* [WHAT YOU WILL DO]: Start at the line below containing "of plain moves." and stop at the line containing "software max position.". Repeat every line of that stretch exactly, and nothing outside it.

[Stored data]
╭──

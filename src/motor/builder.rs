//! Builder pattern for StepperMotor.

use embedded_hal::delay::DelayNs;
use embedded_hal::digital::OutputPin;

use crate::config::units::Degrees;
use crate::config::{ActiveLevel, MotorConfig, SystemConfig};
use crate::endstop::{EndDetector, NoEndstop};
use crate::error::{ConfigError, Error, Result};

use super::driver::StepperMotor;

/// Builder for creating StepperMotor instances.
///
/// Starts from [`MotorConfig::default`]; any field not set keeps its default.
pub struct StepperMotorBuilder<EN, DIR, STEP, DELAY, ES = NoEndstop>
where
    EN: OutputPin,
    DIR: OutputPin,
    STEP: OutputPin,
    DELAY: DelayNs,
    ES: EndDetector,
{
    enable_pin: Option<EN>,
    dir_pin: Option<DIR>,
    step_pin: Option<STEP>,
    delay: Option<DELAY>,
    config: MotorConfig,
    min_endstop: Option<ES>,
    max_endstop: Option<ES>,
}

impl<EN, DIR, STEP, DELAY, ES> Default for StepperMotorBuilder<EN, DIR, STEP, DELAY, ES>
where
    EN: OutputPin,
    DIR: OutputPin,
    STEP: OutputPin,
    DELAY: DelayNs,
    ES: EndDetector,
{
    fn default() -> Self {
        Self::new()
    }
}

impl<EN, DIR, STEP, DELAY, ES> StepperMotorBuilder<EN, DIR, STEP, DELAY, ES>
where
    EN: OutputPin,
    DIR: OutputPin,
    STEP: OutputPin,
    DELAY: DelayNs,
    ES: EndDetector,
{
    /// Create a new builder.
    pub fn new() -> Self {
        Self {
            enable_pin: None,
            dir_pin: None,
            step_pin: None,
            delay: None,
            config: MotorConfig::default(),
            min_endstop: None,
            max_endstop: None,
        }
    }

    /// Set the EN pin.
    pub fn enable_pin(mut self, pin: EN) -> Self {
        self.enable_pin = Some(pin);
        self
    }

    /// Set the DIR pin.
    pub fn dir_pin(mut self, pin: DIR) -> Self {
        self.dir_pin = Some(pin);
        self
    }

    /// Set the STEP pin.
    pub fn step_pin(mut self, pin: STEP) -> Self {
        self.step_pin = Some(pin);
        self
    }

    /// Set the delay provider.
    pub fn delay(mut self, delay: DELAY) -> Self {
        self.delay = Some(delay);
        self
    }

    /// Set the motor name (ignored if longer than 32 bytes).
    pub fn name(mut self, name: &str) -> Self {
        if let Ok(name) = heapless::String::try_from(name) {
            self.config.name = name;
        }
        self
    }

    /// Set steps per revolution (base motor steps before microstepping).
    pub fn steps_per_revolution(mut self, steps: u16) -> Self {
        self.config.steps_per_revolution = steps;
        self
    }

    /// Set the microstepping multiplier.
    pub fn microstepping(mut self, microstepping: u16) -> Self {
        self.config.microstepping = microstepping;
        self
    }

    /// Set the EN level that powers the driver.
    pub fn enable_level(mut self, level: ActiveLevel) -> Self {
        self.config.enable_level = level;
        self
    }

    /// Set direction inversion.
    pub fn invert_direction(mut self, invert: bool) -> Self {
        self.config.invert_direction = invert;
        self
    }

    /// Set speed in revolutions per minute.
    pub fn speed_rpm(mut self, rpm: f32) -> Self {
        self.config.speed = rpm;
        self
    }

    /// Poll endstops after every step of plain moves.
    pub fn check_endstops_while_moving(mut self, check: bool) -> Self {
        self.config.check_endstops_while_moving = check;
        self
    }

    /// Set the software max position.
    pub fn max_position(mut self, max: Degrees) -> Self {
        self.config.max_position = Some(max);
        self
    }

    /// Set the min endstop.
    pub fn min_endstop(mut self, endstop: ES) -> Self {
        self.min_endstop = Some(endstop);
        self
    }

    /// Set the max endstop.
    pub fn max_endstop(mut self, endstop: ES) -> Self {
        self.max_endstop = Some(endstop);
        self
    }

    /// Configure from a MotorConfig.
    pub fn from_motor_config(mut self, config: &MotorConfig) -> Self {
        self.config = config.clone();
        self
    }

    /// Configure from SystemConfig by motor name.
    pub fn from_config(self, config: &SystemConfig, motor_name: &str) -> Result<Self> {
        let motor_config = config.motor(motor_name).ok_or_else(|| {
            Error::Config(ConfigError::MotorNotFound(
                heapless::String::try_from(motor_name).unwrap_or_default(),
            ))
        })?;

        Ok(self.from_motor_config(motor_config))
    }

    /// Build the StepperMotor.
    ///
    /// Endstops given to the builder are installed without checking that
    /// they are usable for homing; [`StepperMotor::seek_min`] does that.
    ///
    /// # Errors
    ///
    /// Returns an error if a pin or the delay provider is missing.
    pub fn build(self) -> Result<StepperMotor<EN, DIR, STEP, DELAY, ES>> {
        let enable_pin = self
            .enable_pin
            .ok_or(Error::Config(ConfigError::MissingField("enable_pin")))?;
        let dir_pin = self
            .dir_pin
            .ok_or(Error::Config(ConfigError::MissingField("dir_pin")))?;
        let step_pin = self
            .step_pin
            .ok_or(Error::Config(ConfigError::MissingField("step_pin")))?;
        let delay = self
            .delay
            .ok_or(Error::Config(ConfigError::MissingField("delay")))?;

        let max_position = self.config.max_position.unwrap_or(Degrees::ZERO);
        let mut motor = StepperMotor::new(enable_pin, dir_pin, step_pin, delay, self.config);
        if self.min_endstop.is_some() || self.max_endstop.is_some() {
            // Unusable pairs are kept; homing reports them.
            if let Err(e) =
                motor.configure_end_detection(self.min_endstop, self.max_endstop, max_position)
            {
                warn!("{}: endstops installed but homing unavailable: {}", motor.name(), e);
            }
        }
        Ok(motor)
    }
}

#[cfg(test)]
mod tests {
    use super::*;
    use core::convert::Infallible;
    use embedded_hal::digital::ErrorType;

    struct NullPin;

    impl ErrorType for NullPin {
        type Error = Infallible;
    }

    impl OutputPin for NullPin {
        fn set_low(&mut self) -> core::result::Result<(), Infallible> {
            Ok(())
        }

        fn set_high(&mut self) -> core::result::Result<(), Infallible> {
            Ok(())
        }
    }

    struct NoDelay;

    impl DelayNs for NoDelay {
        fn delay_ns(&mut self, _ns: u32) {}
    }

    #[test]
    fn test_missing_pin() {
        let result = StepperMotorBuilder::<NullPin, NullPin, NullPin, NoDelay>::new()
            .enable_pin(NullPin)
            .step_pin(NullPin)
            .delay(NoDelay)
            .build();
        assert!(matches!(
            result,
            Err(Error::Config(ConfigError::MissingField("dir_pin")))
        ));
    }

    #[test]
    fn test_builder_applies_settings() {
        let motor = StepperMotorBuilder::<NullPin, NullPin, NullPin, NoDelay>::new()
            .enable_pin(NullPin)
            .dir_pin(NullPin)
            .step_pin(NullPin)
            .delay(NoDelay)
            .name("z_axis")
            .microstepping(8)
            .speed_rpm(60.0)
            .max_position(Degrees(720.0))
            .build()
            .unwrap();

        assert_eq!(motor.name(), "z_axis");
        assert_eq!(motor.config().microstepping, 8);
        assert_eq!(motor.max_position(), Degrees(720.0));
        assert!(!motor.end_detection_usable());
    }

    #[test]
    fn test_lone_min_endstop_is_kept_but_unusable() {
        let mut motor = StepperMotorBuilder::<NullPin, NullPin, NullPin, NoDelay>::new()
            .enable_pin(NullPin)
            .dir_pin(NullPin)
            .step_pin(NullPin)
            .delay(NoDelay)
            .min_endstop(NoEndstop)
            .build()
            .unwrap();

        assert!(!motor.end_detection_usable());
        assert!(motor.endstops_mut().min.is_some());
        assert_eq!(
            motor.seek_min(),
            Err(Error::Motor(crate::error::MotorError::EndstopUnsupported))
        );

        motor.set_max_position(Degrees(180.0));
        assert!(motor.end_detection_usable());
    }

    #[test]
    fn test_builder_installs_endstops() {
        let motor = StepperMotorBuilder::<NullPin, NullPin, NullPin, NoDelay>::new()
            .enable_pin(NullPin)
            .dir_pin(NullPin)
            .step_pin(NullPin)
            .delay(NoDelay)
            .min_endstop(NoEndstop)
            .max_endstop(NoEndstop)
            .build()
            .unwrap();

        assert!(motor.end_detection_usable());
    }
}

╰──
╭──

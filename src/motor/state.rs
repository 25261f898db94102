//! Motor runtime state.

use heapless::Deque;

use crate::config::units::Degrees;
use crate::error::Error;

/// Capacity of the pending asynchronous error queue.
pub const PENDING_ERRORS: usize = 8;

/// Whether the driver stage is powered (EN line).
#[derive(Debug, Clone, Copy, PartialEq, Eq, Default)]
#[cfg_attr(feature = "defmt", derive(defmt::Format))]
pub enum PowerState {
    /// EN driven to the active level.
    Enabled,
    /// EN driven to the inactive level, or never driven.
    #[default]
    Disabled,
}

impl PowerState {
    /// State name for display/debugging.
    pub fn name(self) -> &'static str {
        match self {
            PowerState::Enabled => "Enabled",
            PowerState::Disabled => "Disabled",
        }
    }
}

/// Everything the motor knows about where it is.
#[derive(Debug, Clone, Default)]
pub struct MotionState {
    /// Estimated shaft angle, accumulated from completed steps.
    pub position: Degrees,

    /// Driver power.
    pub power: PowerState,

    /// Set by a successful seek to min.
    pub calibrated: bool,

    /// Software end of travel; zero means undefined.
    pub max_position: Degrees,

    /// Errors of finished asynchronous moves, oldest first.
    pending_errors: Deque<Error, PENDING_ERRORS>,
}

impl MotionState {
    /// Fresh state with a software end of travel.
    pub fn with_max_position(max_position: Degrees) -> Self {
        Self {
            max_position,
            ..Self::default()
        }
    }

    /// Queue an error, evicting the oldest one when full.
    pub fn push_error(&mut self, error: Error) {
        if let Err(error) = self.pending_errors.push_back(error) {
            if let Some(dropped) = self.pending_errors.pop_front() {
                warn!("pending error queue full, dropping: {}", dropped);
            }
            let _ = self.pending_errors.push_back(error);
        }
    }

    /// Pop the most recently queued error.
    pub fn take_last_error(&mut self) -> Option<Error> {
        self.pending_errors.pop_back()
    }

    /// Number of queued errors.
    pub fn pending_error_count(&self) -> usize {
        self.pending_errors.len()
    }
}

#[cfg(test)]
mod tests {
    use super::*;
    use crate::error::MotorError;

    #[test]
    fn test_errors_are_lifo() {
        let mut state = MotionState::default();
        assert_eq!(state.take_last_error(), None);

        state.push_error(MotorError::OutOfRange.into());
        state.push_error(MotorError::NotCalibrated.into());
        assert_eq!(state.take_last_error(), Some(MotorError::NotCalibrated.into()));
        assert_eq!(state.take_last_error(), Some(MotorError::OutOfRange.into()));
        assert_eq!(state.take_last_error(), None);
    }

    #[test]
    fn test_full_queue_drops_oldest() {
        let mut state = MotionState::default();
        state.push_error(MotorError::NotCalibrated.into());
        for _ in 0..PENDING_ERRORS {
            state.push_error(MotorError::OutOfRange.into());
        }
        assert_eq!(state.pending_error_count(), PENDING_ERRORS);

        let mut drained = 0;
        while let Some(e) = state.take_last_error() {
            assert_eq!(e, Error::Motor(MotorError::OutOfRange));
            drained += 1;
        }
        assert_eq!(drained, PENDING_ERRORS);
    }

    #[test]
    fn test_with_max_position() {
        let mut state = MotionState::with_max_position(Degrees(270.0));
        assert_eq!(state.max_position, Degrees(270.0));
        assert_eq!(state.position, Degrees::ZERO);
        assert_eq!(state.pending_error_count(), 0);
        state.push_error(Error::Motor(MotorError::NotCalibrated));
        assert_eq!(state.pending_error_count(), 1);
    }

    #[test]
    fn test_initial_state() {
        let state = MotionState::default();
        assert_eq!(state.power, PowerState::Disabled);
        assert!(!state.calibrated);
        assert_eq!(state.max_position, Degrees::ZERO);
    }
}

╰──

* [ANSWER BOX]:
    /// Poll endstops after every step of plain moves.
    pub fn check_endstops_while_moving(mut self, check: bool) -> Self {
        self.config.check_endstops_while_moving = check;
        self
    }

    /// Set the software max position.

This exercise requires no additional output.